A campaign group has launched an appeal to establish a permanent memorial - potentially in the form of a garden - to remember the effect of the Occupation on the civilians who lived through it, ahead of Liberation 2020.
Described as a campaign for the "forgotten Occupation people of the British Isles", it was launched last year by Kev South, whose family - including his father - lived through the Occupation.
The South family was based in West Park Avenue and Victoria Avenue, with Mr South’s grandfather running a pharmacy overlooking West Park for many years. His uncle was a Methodist minister in St. Aubin’s Church and looked after him from 1940 to 1945.
“The campaign came about with the experiences of my family,” Mr South explained. “As a child, I listened a lot about what the family went through.”
Since launching his petition – which has since garnered over 3,070 signatures - Mr South has been in contact with lots of islanders and UK residents who are “extremely enthusiastic” about the campaign, as well people “from all over the world.” “The response has been overwhelming,” Mr South said.
Breaking 1940 News.... pic.twitter.com/WLQMCw15rH— ThePeoplesMemorial (@PMemorialC) September 5, 2019
Some of those people have even shared their personal experiences, recalling stories and family memories.
“I have received lots of emails and people from other families have had the same situations and noticed the same behaviours in those who went through the Occupation,” Mr South said.
“My father did not want to talk about it, he blanked it out,” he added. “I have received lots of communications from people who have experienced the same in their own family. There are similarities. My father refused to talk about it. It’s only when he retired that he became much more relaxed and wanted to tell the world. When he passed away, he left me 10 pages about the Occupation and what he went through.”
Everyone who went through occupation are important to us evacuees - slave workers - all civilians who stayed - those who wanted to evacuate - and any one affected by the Occuption and those who had interment and those who never came back -— ThePeoplesMemorial (@PMemorialC) August 26, 2019
Mr South’s campaign aims to remember not only those who stayed in the island during the Second World War, but also those who were forced to stay by officials and civil servants, and those who wanted to be evacuated and were not able to. “The campaign embraces everyone,” he said.
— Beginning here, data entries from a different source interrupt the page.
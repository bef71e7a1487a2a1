//! Façade over the cache and its access paths.

use crate::batch::{BatchEndpoint, BatchHooks};
use crate::cache::{LoadingCallback, RequestCache};
use crate::endpoint::Endpoint;
use crate::error::{DataError, RpcError};
use crate::request::Request;
use crate::rpc::RpcCaller;
use crate::scheduler::{NextTick, TokioNextTick};
use crate::single::SingleEndpoint;
use parking_lot::Mutex;
use serde_json::Value;
use std::collections::HashMap;
use std::sync::Arc;

/// Client-side cache of server values for a synchronous evaluator.
///
/// Values are addressed as `(model, method, args)` invocations. The
/// synchronous [`get`](Self::get) either answers from the cache or reports
/// [`DataError::NotReady`] while a background fetch fills the slot;
/// [`fetch`](Self::fetch) awaits the value; [`batch`](Self::batch)
/// accumulates per-`(model, method)` keys issued in the same scheduling
/// tick into one combined call.
///
/// Entries live for the process lifetime: there is no eviction and no
/// invalidation. A host that needs fresh data creates a new `ServerData`.
pub struct ServerData {
    cache: Arc<RequestCache>,
    single: SingleEndpoint,
    rpc: Arc<dyn RpcCaller>,
    scheduler: Arc<dyn NextTick>,
    batch_endpoints: Mutex<HashMap<(String, String), BatchEndpoint>>,
    batch_hooks: HashMap<(String, String), BatchHooks>,
}

impl std::fmt::Debug for ServerData {
    fn fmt(&self, f: &mut std::fmt::Formatter<'_>) -> std::fmt::Result {
        f.debug_struct("ServerData")
            .field("pending", &self.cache.pending_count())
            .field("batch_endpoints", &self.batch_endpoints.lock().len())
            .finish()
    }
}

impl ServerData {
    /// Create a cache with default settings.
    pub fn new(rpc: Arc<dyn RpcCaller>) -> Self {
        Self::builder(rpc).build()
    }

    /// Create a builder for customization.
    pub fn builder(rpc: Arc<dyn RpcCaller>) -> ServerDataBuilder {
        ServerDataBuilder::new(rpc)
    }

    /// Await the value of one invocation.
    ///
    /// Concurrent identical fetches share a single RPC; once a slot is
    /// terminal its outcome is replayed without another call. A stored
    /// failure is re-raised verbatim on every subsequent fetch.
    pub async fn fetch(
        &self,
        model: &str,
        method: &str,
        args: Vec<Value>,
    ) -> Result<Value, RpcError> {
        self.single.fetch(Request::new(model, method, args)).await
    }

    /// Synchronous read for the evaluator. Never suspends.
    ///
    /// Missing values are handed to a background fetch (which requires a
    /// running tokio runtime) and reported as [`DataError::NotReady`];
    /// stored failures are replayed as [`DataError::Rpc`].
    pub fn get(&self, model: &str, method: &str, args: Vec<Value>) -> Result<Value, DataError> {
        self.single.synchronous_get(&Request::new(model, method, args))
    }

    /// Access the batched read path.
    pub fn batch(&self) -> Batch<'_> {
        Batch { data: self }
    }

    /// Whether any request is currently loading.
    pub fn is_loading(&self) -> bool {
        self.cache.pending_count() > 0
    }

    fn batch_endpoint(&self, model: &str, method: &str) -> BatchEndpoint {
        let key = (model.to_string(), method.to_string());
        let mut endpoints = self.batch_endpoints.lock();
        if let Some(endpoint) = endpoints.get(&key) {
            return endpoint.clone();
        }
        let hooks = self.batch_hooks.get(&key).cloned().unwrap_or_default();
        let endpoint = BatchEndpoint::new(
            model,
            method,
            self.cache.clone(),
            self.rpc.clone(),
            self.scheduler.clone(),
            hooks,
        );
        endpoints.insert(key, endpoint.clone());
        endpoint
    }
}

/// Batched read path of a [`ServerData`].
///
/// `get(model, method, key)` is the synchronous contract of
/// [`ServerData::get`] with `args = [key]`, routed through the
/// `(model, method)` batch endpoint: every key that misses the cache
/// within one scheduling tick joins a single combined call.
#[derive(Clone, Copy)]
pub struct Batch<'a> {
    data: &'a ServerData,
}

impl Batch<'_> {
    pub fn get(
        &self,
        model: &str,
        method: &str,
        key: impl Into<Value>,
    ) -> Result<Value, DataError> {
        let request = Request::new(model, method, vec![key.into()]);
        self.data
            .batch_endpoint(model, method)
            .synchronous_get(&request)
    }
}

/// Builder for configuring a [`ServerData`].
#[must_use = "builders do nothing unless you call .build()"]
pub struct ServerDataBuilder {
    rpc: Arc<dyn RpcCaller>,
    scheduler: Arc<dyn NextTick>,
    when_data_start_loading: Option<LoadingCallback>,
    batch_hooks: HashMap<(String, String), BatchHooks>,
}

impl ServerDataBuilder {
    fn new(rpc: Arc<dyn RpcCaller>) -> Self {
        Self {
            rpc,
            scheduler: Arc::new(TokioNextTick),
            when_data_start_loading: None,
            batch_hooks: HashMap::new(),
        }
    }

    /// Notify the host when a loading episode begins.
    ///
    /// The callback fires when a request goes pending while nothing else
    /// is loading, and again only after everything in flight has settled.
    /// It is advisory, intended for a loading indicator.
    pub fn when_data_start_loading<F>(mut self, callback: F) -> Self
    where
        F: Fn() + Send + Sync + 'static,
    {
        self.when_data_start_loading = Some(Arc::new(callback));
        self
    }

    /// Replace the next-tick primitive that closes batch accumulation
    /// windows. Defaults to the tokio trampoline.
    pub fn scheduler(mut self, scheduler: Arc<dyn NextTick>) -> Self {
        self.scheduler = scheduler;
        self
    }

    /// Attach per-request observability hooks to one batched endpoint.
    pub fn batch_hooks(
        mut self,
        model: impl Into<String>,
        method: impl Into<String>,
        hooks: BatchHooks,
    ) -> Self {
        self.batch_hooks.insert((model.into(), method.into()), hooks);
        self
    }

    /// Build the cache.
    pub fn build(self) -> ServerData {
        let cache = Arc::new(RequestCache::new(self.when_data_start_loading));
        let single = SingleEndpoint::new(cache.clone(), self.rpc.clone());
        ServerData {
            cache,
            single,
            rpc: self.rpc,
            scheduler: self.scheduler,
            batch_endpoints: Mutex::new(HashMap::new()),
            batch_hooks: self.batch_hooks,
        }
    }
}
“For those who lived through the Occupation, the Liberation did not mark the end, it was the end of the beginning,” he explained. “It continued with health issues and mental issues, which some have taken to the grave. Some had no support from their family or the medical world. Many that went through Occupation had major issues long after Liberation 1945 to present day. The Liberation was not a cut off.”
Earlier this week, the campaign group launched its 75th End of the Occupation Appeal, which Mr South hopes will “help turbo boost towards awareness of the plight of all those who went through Occupation.”
Among other things, Mr South hopes to hold public events, develop the campaign website and literature but above all, he wants to share the story of those who lived in Jersey during the five years the Occupation lasted. “Not everyone is well aware of what they went through,” he said. “We need to realise the full spectrum.”
We need you! 2020 Appeal Year. pic.twitter.com/uVbx1bYamJ— ThePeoplesMemorial (@PMemorialC) August 31, 2019
While Mr South does not wish to impose on people a vision of what the memorial could look like, he has shared a few ideas. He is adamant it should not be a copy of Liberation Square, which he says “nobody is taking away from.”
“The Liberation was a very joyous event, so it is a very happy place, with lots going on,” he said.
“I think for people who lived through the Occupation we would need something a little bit more serious, with more reflexion and more contemplation.”
Pictured: Mr South does not want the memorial to be a copy of Liberation Square.
“When they announced there was going to be an evacuation, one of the deputies, who was shocked by it, said the people of Jersey would not want to leave as they were rooted in the ground,” Mr South explained. “I think a garden could be an appropriate reminder that islanders are rooted in the soil and very loyal to the island and rightly so.”
As for the location of the memorial, Mr South has ruled out St. Helier “where there’s already a lot happening.”
“It could go down to St. Brelade,” he said. “There are several places where it could go.”